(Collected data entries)

▶

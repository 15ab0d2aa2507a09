//! Generate the static data files

use anyhow::{Context, Result};
use notify::Watcher;
use serde::Serialize;
use std::fs;
use std::path::{Path, PathBuf};
use std::sync::mpsc::channel;
use std::time::{Duration, Instant};

use crate::content::RouteParams;
use crate::query::summaries;
use crate::sitemap::encode_segment;
use crate::Quill;

/// Files produced by one build, held in memory until every post has rendered
#[derive(Debug, Default)]
pub struct BuildOutput {
    files: Vec<(PathBuf, String)>,
}

impl BuildOutput {
    fn push_json<T: Serialize>(&mut self, path: PathBuf, value: &T) -> Result<()> {
        let json = serde_json::to_string_pretty(value)
            .with_context(|| format!("serializing {}", path.display()))?;
        self.files.push((path, json));
        Ok(())
    }

    /// Relative paths of every file, in write order
    pub fn paths(&self) -> impl Iterator<Item = &Path> {
        self.files.iter().map(|(path, _)| path.as_path())
    }

    pub fn len(&self) -> usize {
        self.files.len()
    }

    pub fn is_empty(&self) -> bool {
        self.files.is_empty()
    }

    fn write_to(&self, root: &Path) -> Result<()> {
        for (relative, content) in &self.files {
            let path = root.join(relative);
            if let Some(parent) = path.parent() {
                fs::create_dir_all(parent)
                    .with_context(|| format!("creating {}", parent.display()))?;
            }
            fs::write(&path, content).with_context(|| format!("writing {}", path.display()))?;
            tracing::debug!("Wrote {:?}", path);
        }
        Ok(())
    }
}

#[derive(Serialize)]
struct StaticPaths {
    posts: Vec<RouteParams>,
    categories: Vec<RouteParams>,
    tags: Vec<RouteParams>,
}

/// Rebuild everything under the public directory
pub fn run(quill: &Quill) -> Result<()> {
    let start = Instant::now();

    let output = build(quill)?;
    output.write_to(&quill.public_dir)?;

    tracing::info!(
        "Generated {} files in {:.2}s",
        output.len(),
        start.elapsed().as_secs_f64()
    );
    Ok(())
}

/// Index and render every post without touching the public directory.
/// The first content error aborts the build.
pub fn build(quill: &Quill) -> Result<BuildOutput> {
    let config = &quill.config;
    let query = quill.query();
    let index = query.index()?;
    tracing::info!(
        "Loaded {} posts, {} categories, {} tags",
        index.posts().len(),
        index.categories().len(),
        index.tags().len()
    );

    let mut output = BuildOutput::default();

    output.push_json(
        PathBuf::from("index.json"),
        &summaries(&index.sorted_by_date_desc()),
    )?;

    for post in index.posts() {
        let rendered = query.render(post.clone());
        output.push_json(json_path(&config.post_dir, &post.id), &rendered)?;
    }

    for label in index.category_labels() {
        let posts = index.posts_in_category(&label);
        output.push_json(json_path(&config.category_dir, &label), &summaries(&posts))?;
    }

    for label in index.tag_labels() {
        let posts = index.posts_with_tag(&label);
        output.push_json(json_path(&config.tag_dir, &label), &summaries(&posts))?;
    }

    let paths = StaticPaths {
        posts: index.ids().into_iter().map(RouteParams::new).collect(),
        categories: index
            .category_labels()
            .into_iter()
            .map(RouteParams::new)
            .collect(),
        tags: index.tag_labels().into_iter().map(RouteParams::new).collect(),
    };
    output.push_json(PathBuf::from("paths.json"), &paths)?;

    let sitemap = quill
        .sitemap()
        .generate(&index.ids(), &index.category_labels());
    output.files.push((PathBuf::from("sitemap.xml"), sitemap));

    Ok(output)
}

fn json_path(dir: &str, id: &str) -> PathBuf {
    Path::new(dir.trim_matches('/')).join(format!("{}.json", encode_segment(id)))
}

/// Watch the content directory and `_config.yml`, rebuilding on change
pub fn watch(quill: &Quill) -> Result<()> {
    let (tx, rx) = channel();

    let mut watcher = notify::recommended_watcher(move |res| {
        if let Ok(event) = res {
            let _ = tx.send(event);
        }
    })?;

    if quill.source_dir.exists() {
        watcher.watch(&quill.source_dir, notify::RecursiveMode::NonRecursive)?;
    } else {
        tracing::warn!("Content directory {:?} does not exist", quill.source_dir);
    }

    let config_path = quill.base_dir.join("_config.yml");
    if config_path.exists() {
        watcher.watch(&config_path, notify::RecursiveMode::NonRecursive)?;
    }

    tracing::info!("Watching for changes. Press Ctrl+C to stop.");

    let mut debounce = Debounce::new(DEBOUNCE);

    loop {
        match rx.recv_timeout(Duration::from_millis(100)) {
            Ok(_event) => debounce.record(),
            Err(std::sync::mpsc::RecvTimeoutError::Timeout) => {}
            Err(std::sync::mpsc::RecvTimeoutError::Disconnected) => {
                break;
            }
        }

        if debounce.take_ready(Instant::now()) {
            tracing::info!("File changed, regenerating...");
            // Reload so config edits take effect
            let result = Quill::new(&quill.base_dir).and_then(|quill| run(&quill));
            if let Err(e) = result {
                tracing::error!("Generation failed: {:#}", e);
            }
            debounce.rebuilt(Instant::now());
        }
    }

    Ok(())
}

/// Minimum time between two rebuilds
const DEBOUNCE: Duration = Duration::from_millis(500);

/// Tracks changes seen since the last rebuild. Changes arriving inside the
/// window stay pending and trigger one rebuild once it closes.
#[derive(Debug)]
struct Debounce {
    window: Duration,
    last_rebuild: Option<Instant>,
    pending: bool,
}

impl Debounce {
    fn new(window: Duration) -> Self {
        Self {
            window,
            last_rebuild: None,
            pending: false,
        }
    }

    fn record(&mut self) {
        self.pending = true;
    }

    /// Whether a rebuild is due at `now`; clears the pending flag if so
    fn take_ready(&mut self, now: Instant) -> bool {
        let window_closed = self
            .last_rebuild
            .map_or(true, |last| now.saturating_duration_since(last) >= self.window);
        if self.pending && window_closed {
            self.pending = false;
            true
        } else {
            false
        }
    }

    fn rebuilt(&mut self, at: Instant) {
        self.last_rebuild = Some(at);
    }
}

#[cfg(test)]
mod tests {
    use super::*;
    use tempfile::TempDir;

    fn site() -> (TempDir, Quill) {
        let dir = tempfile::tempdir().unwrap();
        let posts = dir.path().join("posts");
        fs::create_dir_all(&posts).unwrap();
        fs::write(
            posts.join("a.md"),
            "---\ntitle: A\ndate: 2021-01-01\ncategories: [Tech]\ntags: [rust]\n---\n# A\n",
        )
        .unwrap();
        fs::write(
            posts.join("b.md"),
            "---\ntitle: B\ndate: 2022-01-01\n---\nbody\n",
        )
        .unwrap();
        let quill = Quill::new(dir.path()).unwrap();
        (dir, quill)
    }

    fn read_json(path: &Path) -> serde_json::Value {
        serde_json::from_str(&fs::read_to_string(path).unwrap()).unwrap()
    }

    #[test]
    fn test_output_layout() {
        let (_dir, quill) = site();
        let output = build(&quill).unwrap();
        let paths: Vec<_> = output.paths().map(|p| p.to_path_buf()).collect();
        assert_eq!(
            paths,
            vec![
                PathBuf::from("index.json"),
                PathBuf::from("posts/a.json"),
                PathBuf::from("posts/b.json"),
                PathBuf::from("categories/uncategorized.json"),
                PathBuf::from("categories/tech.json"),
                PathBuf::from("tags/rust.json"),
                PathBuf::from("paths.json"),
                PathBuf::from("sitemap.xml"),
            ]
        );
    }

    #[test]
    fn test_run_writes_files() {
        let (_dir, quill) = site();
        run(&quill).unwrap();

        let index = read_json(&quill.public_dir.join("index.json"));
        assert_eq!(index[0]["id"], "b");
        assert_eq!(index[1]["id"], "a");

        let post = read_json(&quill.public_dir.join("posts/a.json"));
        assert_eq!(post["title"], "A");
        assert!(post["contentHtml"].as_str().unwrap().contains(r#"<h1 id="a">"#));

        let uncategorized = read_json(&quill.public_dir.join("categories/uncategorized.json"));
        assert_eq!(uncategorized[0]["id"], "b");
        assert_eq!(uncategorized[0]["categories"][0], "Uncategorized");

        let paths = read_json(&quill.public_dir.join("paths.json"));
        assert_eq!(paths["categories"][1]["params"]["id"], "tech");
        assert_eq!(paths["tags"][0]["params"]["id"], "rust");

        let sitemap = fs::read_to_string(quill.public_dir.join("sitemap.xml")).unwrap();
        assert_eq!(sitemap.matches("<url>").count(), 5);
    }

    #[test]
    fn test_malformed_post_aborts_build() {
        let (dir, quill) = site();
        fs::write(
            dir.path().join("posts/c.md"),
            "---\ntitle: [unclosed\ndate: 2020-01-01\n---\n",
        )
        .unwrap();

        assert!(run(&quill).is_err());
        assert!(!quill.public_dir.exists());
    }

    #[test]
    fn test_labels_are_safe_file_names() {
        assert_eq!(json_path("tags", "c/c++"), PathBuf::from("tags/c%2Fc++.json"));
        assert_eq!(json_path("/posts/", "x"), PathBuf::from("posts/x.json"));
    }

    #[test]
    fn test_debounce_rebuilds_once_per_burst() {
        let start = Instant::now();
        let mut debounce = Debounce::new(DEBOUNCE);
        assert!(!debounce.take_ready(start));

        debounce.record();
        debounce.record();
        assert!(debounce.take_ready(start));
        debounce.rebuilt(start);
        assert!(!debounce.take_ready(start + Duration::from_secs(1)));
    }

    #[test]
    fn test_change_inside_window_is_rebuilt_later() {
        let start = Instant::now();
        let mut debounce = Debounce::new(DEBOUNCE);
        debounce.rebuilt(start);

        debounce.record();
        assert!(!debounce.take_ready(start + Duration::from_millis(100)));
        assert!(!debounce.take_ready(start + Duration::from_millis(400)));
        assert!(debounce.take_ready(start + Duration::from_millis(600)));
        assert!(!debounce.take_ready(start + Duration::from_millis(700)));
    }
}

◀

▸ Exercise directions: Report each line of the data in which "Instant" occurs.

▸ Answer:
use std::time::{Duration, Instant};
    let start = Instant::now();
        if debounce.take_ready(Instant::now()) {
            debounce.rebuilt(Instant::now());
    last_rebuild: Option<Instant>,
    fn take_ready(&mut self, now: Instant) -> bool {
    fn rebuilt(&mut self, at: Instant) {
        let start = Instant::now();
        let start = Instant::now();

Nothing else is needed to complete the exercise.